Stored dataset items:
* * * * * * * * *

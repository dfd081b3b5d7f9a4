use std::fs;
use std::io::{Read, Write};
use std::net::TcpListener;
use std::path::PathBuf;
use std::thread;

use notify::event::{DataChange, ModifyKind};
use notify::{Event, EventKind};
use tempfile::TempDir;

use super::watcher::is_config_change;
use super::*;
use crate::schema::{ConfigOpts, PromDuration};

fn write_config(dir: &TempDir, body: &str) -> PathBuf {
    let path = dir.path().join("alertmanager.yml");
    fs::write(&path, body).unwrap();
    path
}

/// Serve `body` with `status` to a single request, returning the base URL.
fn serve_once(status: u16, body: &'static str) -> String {
    let listener = TcpListener::bind("127.0.0.1:0").unwrap();
    let addr = listener.local_addr().unwrap();
    thread::spawn(move || {
        if let Ok((mut stream, _)) = listener.accept() {
            let mut buf = [0u8; 4096];
            let _ = stream.read(&mut buf);
            let response = format!(
                "HTTP/1.1 {status} X\r\nContent-Type: application/json\r\nContent-Length: {}\r\nConnection: close\r\n\r\n{body}",
                body.len()
            );
            let _ = stream.write_all(response.as_bytes());
        }
    });
    format!("http://{addr}")
}

// ── File loader ─────────────────────────────────────────────────────

#[test]
fn file_loader_reads_and_keeps_original_text() {
    let dir = TempDir::new().unwrap();
    let body = "route:\n  receiver: team\nreceivers:\n  - name: team\n";
    let path = write_config(&dir, body);

    let mut cfg = Config::default();
    FileLoader::new(&path).load(&mut cfg).unwrap();
    assert_eq!(cfg.original(), body);
    assert_eq!(cfg.root_route().unwrap().receiver, "team");
}

#[test]
fn file_loader_rejects_unknown_fields() {
    let err = load_str("route:\n  receiver: team\nrecievers: []\n").unwrap_err();
    assert!(err.to_string().contains("recievers"), "{err}");
}

#[test]
fn file_loader_requires_route_without_continue() {
    assert!(load_str("").unwrap_err().to_string().contains("no route provided"));
    assert!(load_str("receivers: [{name: a}]").unwrap_err().to_string().contains("no route provided"));
    assert!(load_str("route: {receiver: a, continue: true}")
        .unwrap_err()
        .to_string()
        .contains("cannot have continue in root route"));
}

#[test]
fn file_loader_resolves_relative_paths() {
    let dir = TempDir::new().unwrap();
    let path = write_config(
        &dir,
        r#"
global:
  slack_api_url_file: secrets/slack
templates: [templates/*.tmpl]
route: {receiver: team}
receivers:
  - name: team
    webhook_configs:
      - url: http://hook.local/
        http_config: {bearer_token_file: token}
"#,
    );
    let cfg = load_file(&path).unwrap();
    let base = dir.path().to_string_lossy().into_owned();
    assert_eq!(cfg.global.as_ref().unwrap().slack_api_url_file, format!("{base}/secrets/slack"));
    assert_eq!(cfg.templates[0], format!("{base}/templates/*.tmpl"));
    let http = cfg.receivers[0].webhook_configs[0].http_config.as_ref().unwrap();
    assert_eq!(http.bearer_token_file, format!("{base}/token"));
}

#[test]
fn missing_file_is_an_io_error() {
    let err = load_file(std::path::Path::new("/nonexistent/herald.yml")).unwrap_err();
    assert!(matches!(err, crate::ConfigError::Io(_)));
}

// ── Channel payloads ────────────────────────────────────────────────

#[test]
fn channel_payload_splits_route_and_receiver() {
    let (route, receiver) = decode_channel(
        r#"{"name":"ops-hook","webhook_configs":[{"url":"http://hook.local/a"}],"group_by":["alertname"],"repeat_interval":"1h"}"#,
    )
    .unwrap();
    assert_eq!(receiver.name, "ops-hook");
    assert_eq!(receiver.webhook_configs.len(), 1);
    assert_eq!(route.receiver, "ops-hook");
    assert_eq!(route.group_by, ["alertname"]);
    assert_eq!(route.repeat_interval, Some(PromDuration::from_secs(3600)));
}

#[test]
fn channel_payload_must_be_an_object() {
    assert!(decode_channel("[1,2]").is_err());
    assert!(decode_channel("not json").is_err());
    assert!(decode_channel(r#"{"name":"x","bogus":1}"#).is_err());
}

// ── Remote loader ───────────────────────────────────────────────────

#[test]
fn channel_loader_builds_channel_url() {
    let a = ChannelLoader::new("http://query:8080").unwrap();
    let b = ChannelLoader::new("http://query:8080/").unwrap();
    assert_eq!(a.channel_url(), "http://query:8080/api/v1/channels");
    assert_eq!(a.channel_url(), b.channel_url());
    assert!(ChannelLoader::new("").is_err());
}

#[test]
fn channel_loader_adds_every_channel() {
    let base = serve_once(
        200,
        r#"{"data":[
            {"id":1,"name":"a","type":"webhook","data":"{\"name\":\"a\",\"webhook_configs\":[{\"url\":\"http://hook.local/a\"}]}"},
            {"id":2,"name":"b","type":"webhook","data":"{\"name\":\"b\",\"webhook_configs\":[{\"url\":\"http://hook.local/b\"}]}"}
        ]}"#,
    );
    let mut cfg = Config::initial(&ConfigOpts::default());
    ChannelLoader::new(&base).unwrap().load(&mut cfg).unwrap();
    assert_eq!(cfg.receivers.len(), 3);
    let routes = &cfg.root_route().unwrap().routes;
    assert_eq!(routes.len(), 2);
    assert!(routes.iter().all(|r| r.continue_matching));
    cfg.validate().unwrap();
}

#[test]
fn channel_loader_keeps_going_and_returns_last_error() {
    let base = serve_once(
        200,
        r#"{"data":[
            {"id":1,"name":"dup","type":"webhook","data":"{\"name\":\"default-receiver\"}"},
            {"id":2,"name":"ok","type":"webhook","data":"{\"name\":\"ok\"}"},
            {"id":3,"name":"broken","type":"webhook","data":"{oops"}
        ]}"#,
    );
    let mut cfg = Config::initial(&ConfigOpts::default());
    let err = ChannelLoader::new(&base).unwrap().load(&mut cfg).unwrap_err();
    assert!(matches!(err, crate::ConfigError::Json(_)), "{err}");
    assert!(cfg.receiver("ok").is_some());
    assert_eq!(cfg.receivers.len(), 2);
}

#[test]
fn channel_loader_tolerates_empty_list() {
    let base = serve_once(200, r#"{"data":null}"#);
    let mut cfg = Config::initial(&ConfigOpts::default());
    ChannelLoader::new(&base).unwrap().load(&mut cfg).unwrap();
    assert_eq!(cfg.receivers.len(), 1);
}

#[test]
fn channel_loader_reports_server_errors() {
    let base = serve_once(500, r#"{"error":"down"}"#);
    let mut cfg = Config::initial(&ConfigOpts::default());
    let err = ChannelLoader::new(&base).unwrap().load(&mut cfg).unwrap_err();
    assert!(err.to_string().contains("received an error from query service"), "{err}");
}

// ── Watcher ─────────────────────────────────────────────────────────

#[test]
fn watcher_filters_by_file_name_and_kind() {
    let name = Some(std::ffi::OsString::from("alertmanager.yml"));
    let modify = EventKind::Modify(ModifyKind::Data(DataChange::Content));

    let hit = Event::new(modify).add_path(PathBuf::from("/etc/herald/alertmanager.yml"));
    assert!(is_config_change(&hit, name.as_ref()));

    let other = Event::new(modify).add_path(PathBuf::from("/etc/herald/other.yml"));
    assert!(!is_config_change(&other, name.as_ref()));

    let access = Event::new(EventKind::Access(notify::event::AccessKind::Any))
        .add_path(PathBuf::from("/etc/herald/alertmanager.yml"));
    assert!(!is_config_change(&access, name.as_ref()));
}

#[test]
fn watcher_reports_writes_to_the_config_file() {
    let dir = TempDir::new().unwrap();
    let path = write_config(&dir, "route: {receiver: a}\n");
    let (tx, rx) = std::sync::mpsc::channel();
    let _watcher = watch_config_file(&path, move || {
        let _ = tx.send(());
    })
    .unwrap();

    fs::write(&path, "route: {receiver: b}\n").unwrap();
    rx.recv_timeout(std::time::Duration::from_secs(10))
        .expect("no change event for the config file");
}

* * * * * * * * *

Exercise brief
Report every line of the data in which "ConfigError" appears.

Answer to this exercise
    assert!(matches!(err, crate::ConfigError::Io(_)));
    assert!(matches!(err, crate::ConfigError::Json(_)), "{err}");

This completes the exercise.